Experiência rodoviária


Talvez só agora tenha tido coragem de escrever esta história, ou talvez ela precisasse de amadurecer para ser contada. Era um objectivo meu: fazer Pemba – Maputo por estrada, de autocarro. Porque não? É preciso tempo, já sei, espirito de aventura, tudo, mas, como seria?

Na bilheteira, de notas meio dobradas, firmes na mão, parecendo coletores de dinheiro de apostas ilegais, respondem positivamente a todas as nossas questões de segurança. “Trocam de condutor?” – sim; “Dorme-se no caminho?” – sim; “Pára-se para comer?” – sim. Talvez devesse reformular as perguntas para o fintar, mas se calhar fiz as perguntas da forma como queria ouvir as respostas...


O autocarro tem lugares sentados, para todos.
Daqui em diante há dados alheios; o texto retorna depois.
//! Recursive-descent validator for the supported `SELECT` grammar.
//!
//! ```text
//! statement       := SELECT [DISTINCT] projection_list FROM table_ref
//!                    {join_clause} [where_clause] [group_by] [having] [order_by] ";"
//! projection_item := (aggregate_call | column | "*") [AS identifier]
//! aggregate_call  := AGG "(" [DISTINCT] (column | "*") ")"
//! join_clause     := JOIN identifier ON condition
//! where_clause    := WHERE condition
//! condition       := term {(AND | OR) term}
//! term            := column (operator value | BETWEEN value AND value)
//! group_by        := GROUP BY column {"," column}
//! having          := HAVING <tokens until ORDER or ";">
//! order_by        := ORDER BY column [ASC | DESC] {"," column [ASC | DESC]}
//! column          := identifier ["." identifier]
//! ```
//!
//! The validator walks the token stream with a plain index and stops at the
//! first violated expectation. Each clause keyword selects exactly one
//! production, so there is no backtracking.

use tracing::debug;

use crate::config::SemicolonPolicy;
use crate::diagnostics::Diagnostic;
use crate::stream::TokenStream;
use crate::token::{Keyword, Token, TokenKind};

type Step = Result<(), Diagnostic>;

pub struct Validator<'a> {
    tokens: &'a TokenStream,
    current: usize,
    policy: SemicolonPolicy,
}

impl<'a> Validator<'a> {
    pub fn new(tokens: &'a TokenStream, policy: SemicolonPolicy) -> Self {
        Self {
            tokens,
            current: 0,
            policy,
        }
    }

    pub fn cursor(&self) -> usize {
        self.current
    }

    /// Validate every statement in the stream. Returns the number of
    /// statements accepted; on success the cursor equals the stream length.
    pub fn validate(&mut self) -> Result<usize, Diagnostic> {
        let mut statements = 0;

        while let Some(token) = self.peek() {
            match token.kind {
                TokenKind::EndOfInput if statements > 0 => self.current += 1,
                TokenKind::Keyword(Keyword::Select) => {
                    self.statement()?;
                    statements += 1;
                    debug!(statements, cursor = self.current, "statement validated");
                }
                TokenKind::Keyword(_) => return Err(self.error("Unsupported SQL statement")),
                _ => return Err(self.error("Expected SQL statement")),
            }
        }

        if statements == 0 {
            return Err(self.error("Expected SQL statement"));
        }
        Ok(statements)
    }

    fn peek(&self) -> Option<&'a Token> {
        self.tokens.get(self.current)
    }

    fn peek_keyword(&self) -> Option<Keyword> {
        self.peek().and_then(Token::keyword)
    }

    fn at_keyword(&self, kw: Keyword) -> bool {
        self.peek_keyword() == Some(kw)
    }

    fn at_punct(&self, text: &str) -> bool {
        self.peek().is_some_and(|t| t.is_punct(text))
    }

    fn bump(&mut self) {
        self.current += 1;
    }

    /// Build a diagnostic at the current token, or at the last consumed
    /// token once the cursor has run past the end of the stream. At
    /// `EndOfInput` the position stays on it but the context quotes the
    /// token before it.
    fn error(&self, message: &'static str) -> Diagnostic {
        let previous = self.current.checked_sub(1).and_then(|i| self.tokens.get(i));
        match (self.peek(), previous) {
            (Some(eof), Some(previous)) if eof.kind == TokenKind::EndOfInput => {
                Diagnostic::new(message, eof.line, eof.column, &previous.lexeme)
            }
            (Some(token), _) => Diagnostic::at(message, token),
            (None, Some(previous)) => Diagnostic::at(message, previous),
            (None, None) => Diagnostic::new(message, 1, 1, ""),
        }
    }

    fn expect_keyword(&mut self, kw: Keyword, message: &'static str) -> Step {
        if self.at_keyword(kw) {
            self.bump();
            Ok(())
        } else {
            Err(self.error(message))
        }
    }

    fn expect_punct(&mut self, text: &str, message: &'static str) -> Step {
        if self.at_punct(text) {
            self.bump();
            Ok(())
        } else {
            Err(self.error(message))
        }
    }

    fn expect_identifier(&mut self, message: &'static str) -> Step {
        match self.peek() {
            Some(token) if token.kind == TokenKind::Identifier => {
                self.bump();
                Ok(())
            }
            _ => Err(self.error(message)),
        }
    }

    fn statement(&mut self) -> Step {
        self.bump(); // SELECT
        if self.at_keyword(Keyword::Distinct) {
            self.bump();
        }

        self.projection_list()?;

        self.expect_keyword(Keyword::From, "Expected FROM keyword")?;
        self.expect_identifier("Expected table name")?;

        while self.at_keyword(Keyword::Join) {
            self.bump();
            self.expect_identifier("Expected table name after JOIN")?;
            self.expect_keyword(Keyword::On, "Expected ON keyword")?;
            self.condition()?;
        }

        if self.at_keyword(Keyword::Where) {
            self.bump();
            self.condition()?;
        }

        if self.at_keyword(Keyword::Group) {
            self.bump();
            self.expect_keyword(Keyword::By, "Expected BY after GROUP")?;
            self.column("Expected column name in GROUP BY")?;
            while self.at_punct(",") {
                self.bump();
                self.column("Expected column name in GROUP BY")?;
            }
        }

        if self.at_keyword(Keyword::Having) {
            self.bump();
            self.having()?;
        }

        if self.at_keyword(Keyword::Order) {
            self.bump();
            self.expect_keyword(Keyword::By, "Expected BY after ORDER")?;
            self.order_item()?;
            while self.at_punct(",") {
                self.bump();
                self.order_item()?;
            }
        }

        self.terminator()
    }

    fn terminator(&mut self) -> Step {
        match self.peek().map(|t| t.kind) {
            Some(TokenKind::Semicolon) => {
                self.bump();
                Ok(())
            }
            Some(TokenKind::EndOfInput) if self.policy == SemicolonPolicy::Optional => Ok(()),
            _ => Err(self.error("Expected semicolon")),
        }
    }

    fn projection_list(&mut self) -> Step {
        loop {
            self.projection_item()?;
            if !self.at_punct(",") {
                return Ok(());
            }
            self.bump();
        }
    }

    fn projection_item(&mut self) -> Step {
        match self.peek() {
            Some(token) if token.keyword().is_some_and(|kw| kw.is_aggregate()) => {
                self.aggregate_call()?;
            }
            Some(token) if token.is_punct("*") => self.bump(),
            _ => self.column("Expected column name")?,
        }

        if self.at_keyword(Keyword::As) {
            self.bump();
            self.expect_identifier("Expected alias after AS")?;
        }
        Ok(())
    }

    fn aggregate_call(&mut self) -> Step {
        self.bump(); // function name
        self.expect_punct("(", "Expected '(' after aggregate function")?;
        if self.at_keyword(Keyword::Distinct) {
            self.bump();
        }
        if self.at_punct("*") {
            self.bump();
        } else {
            self.column("Expected column name or '*' in aggregate")?;
        }
        self.expect_punct(")", "Expected ')' after aggregate argument")
    }

    fn column(&mut self, message: &'static str) -> Step {
        self.expect_identifier(message)?;
        if self.at_punct(".") {
            self.bump();
            self.expect_identifier("Expected column name after '.'")?;
        }
        Ok(())
    }

    fn condition(&mut self) -> Step {
        self.condition_term()?;
        while self.peek_keyword().is_some_and(|kw| kw.is_connective()) {
            self.bump();
            self.condition_term()?;
        }
        Ok(())
    }

    fn condition_term(&mut self) -> Step {
        self.column("Expected column name in condition")?;

        if self.at_keyword(Keyword::Between) {
            self.bump();
            self.value()?;
            self.expect_keyword(Keyword::And, "Expected AND in BETWEEN")?;
            return self.value();
        }

        match self.peek() {
            Some(token) if token.is_comparison() => self.bump(),
            _ => return Err(self.error("Expected comparison operator")),
        }
        self.value()
    }

    fn value(&mut self) -> Step {
        match self.peek() {
            Some(token) if token.kind.is_literal() => {
                self.bump();
                Ok(())
            }
            Some(token) if token.kind == TokenKind::Identifier => {
                self.column("Expected value in condition")
            }
            _ => Err(self.error("Expected value in condition")),
        }
    }

    fn having(&mut self) -> Step {
        let ends_having = |t: &Token| {
            matches!(t.kind, TokenKind::Semicolon | TokenKind::EndOfInput)
                || t.is_keyword(Keyword::Order)
        };

        if self.peek().is_none_or(ends_having) {
            return Err(self.error("Expected condition after HAVING"));
        }
        while self.peek().is_some_and(|t| !ends_having(t)) {
            self.bump();
        }
        Ok(())
    }

    fn order_item(&mut self) -> Step {
        self.column("Expected column name in ORDER BY")?;
        if self.peek().is_some_and(Token::is_sort_direction) {
            self.bump();
        }
        Ok(())
    }
}

/// Validate `tokens` as a sequence of `SELECT` statements.
pub fn validate(tokens: &TokenStream, policy: SemicolonPolicy) -> Result<usize, Diagnostic> {
    Validator::new(tokens, policy).validate()
}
Sim, porque coloquei a hipótese de fazer uma longa jornada de pé, ou sentado na coxia em cima de alguns sacos. Nada disso, bancos individuais e cinto de segurança. O espaço para as pernas não era muito, mas se vinha naquela viagem para me queixar do conforto tinha apanhado um avião!

Arrancam num grupo de 4 para fazer face às exigências natalícias e buzinam uns para os outros. Parece que vamos em caravana, mas na realidade é uma disputa entre motoristas que se vão ultrapassando pelo caminho. Em cada manobra o alcatrão fica ainda mais fino e apenas uma reduzida percentagem de passageiros fica entusiasmada com as manobras, gritando e batendo palmas. Os outros 80% ficam em silêncio, engolindo em seco.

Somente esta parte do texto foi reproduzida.